Copy every line of the records below that holds the word "crate".

====== Data under study ======

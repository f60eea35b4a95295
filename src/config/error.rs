//! Startup configuration errors.

/// Errors raised while loading configuration from the environment
#[derive(Debug, thiserror::Error)]
pub enum ConfigError {
    #[error("missing required environment variable {0}")]
    Missing(&'static str),

    #[error("shared secret must not be empty")]
    EmptySecret,

    #[error("invalid value for {name}: {reason}")]
    Invalid { name: &'static str, reason: String },
}
//! Version information endpoint handler.

use crate::models::VersionResponse;
use actix_web::{Error, Result, web};
use paperclip::actix::api_v2_operation;

/// Version information endpoint
///
/// Returns the crate version, commit hash, and build time. Commit and build
/// time read `unknown` when the build ran outside a git checkout.
#[api_v2_operation(
    summary = "Version Information Endpoint",
    description = "Returns the current API version, commit hash, and build time.",
    tags("Version"),
    responses(
        (status = 200, description = "Successful response", body = VersionResponse)
    )
)]
pub async fn version() -> Result<web::Json<VersionResponse>, Error> {
    Ok(web::Json(VersionResponse {
        version: env!("CARGO_PKG_VERSION").to_string(),
        commit: option_env!("VERGEN_GIT_SHA").unwrap_or("unknown").to_string(),
        build_time: option_env!("VERGEN_BUILD_TIMESTAMP")
            .unwrap_or("unknown")
            .to_string(),
    }))
}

======

▸ **Output for this exercise**:
use crate::models::VersionResponse;
/// Returns the crate version, commit hash, and build time. Commit and build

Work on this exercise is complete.